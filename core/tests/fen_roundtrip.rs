//! FEN round-trip coverage for positions reached by actually playing moves,
//! not just literal FEN strings. `spec.md` §8: "parse_fen(to_fen(p)) == p for
//! any position reachable from startpos." Split into `core/tests/` alongside
//! `perft.rs` per `SPEC_FULL.md` §10.4.

use minke_core::core::GenType;
use minke_core::{init_globals, Position};

/// Plays the first legal move at every ply (deterministic, no RNG needed in a
/// dependency-free integration test) and checks the FEN round-trips at each
/// step, including through captures, castling and promotions.
fn assert_round_trips_along_first_legal_line(start_fen: &str, plies: u32) {
    init_globals();
    let mut pos = Position::blank();
    pos.set_fen(start_fen).unwrap();

    for _ in 0..plies {
        let fen = pos.fen();
        let mut reparsed = Position::blank();
        reparsed.set_fen(&fen).unwrap();
        assert_eq!(reparsed.fen(), fen);
        assert_eq!(reparsed.zobrist(), pos.zobrist());

        let mut moves = minke_core::core::move_list::MoveList::new();
        pos.movegen_into(&mut moves, GenType::All);
        let mut played = false;
        for &m in moves.iter() {
            if pos.make_move(m) {
                played = true;
                break;
            }
        }
        if !played {
            break;
        }
    }
}

#[test]
fn startpos_line_round_trips() {
    assert_round_trips_along_first_legal_line(minke_core::board::STARTING_FEN, 20);
}

#[test]
fn kiwipete_line_round_trips_through_castling_and_captures() {
    let fen = "r3k2r/p1ppqpb1/bn2pnp1/3PN3/1p2P3/2N2Q1p/PPPBBPPP/R3K2R w KQkq - 0 1";
    assert_round_trips_along_first_legal_line(fen, 20);
}

#[test]
fn near_promotion_line_round_trips() {
    let fen = "8/P6k/8/8/8/8/p6K/8 w - - 0 1";
    assert_round_trips_along_first_legal_line(fen, 8);
}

=-=-=

The task: Please write out, exactly as they appear, the lines from the line containing "assert_round_trips_along_first_legal_line(fen, 20);" through the last line of the records above, both included.

Written response:
    assert_round_trips_along_first_legal_line(fen, 20);
}

#[test]
fn near_promotion_line_round_trips() {
    let fen = "8/P6k/8/8/8/8/p6K/8 w - - 0 1";
    assert_round_trips_along_first_legal_line(fen, 8);
}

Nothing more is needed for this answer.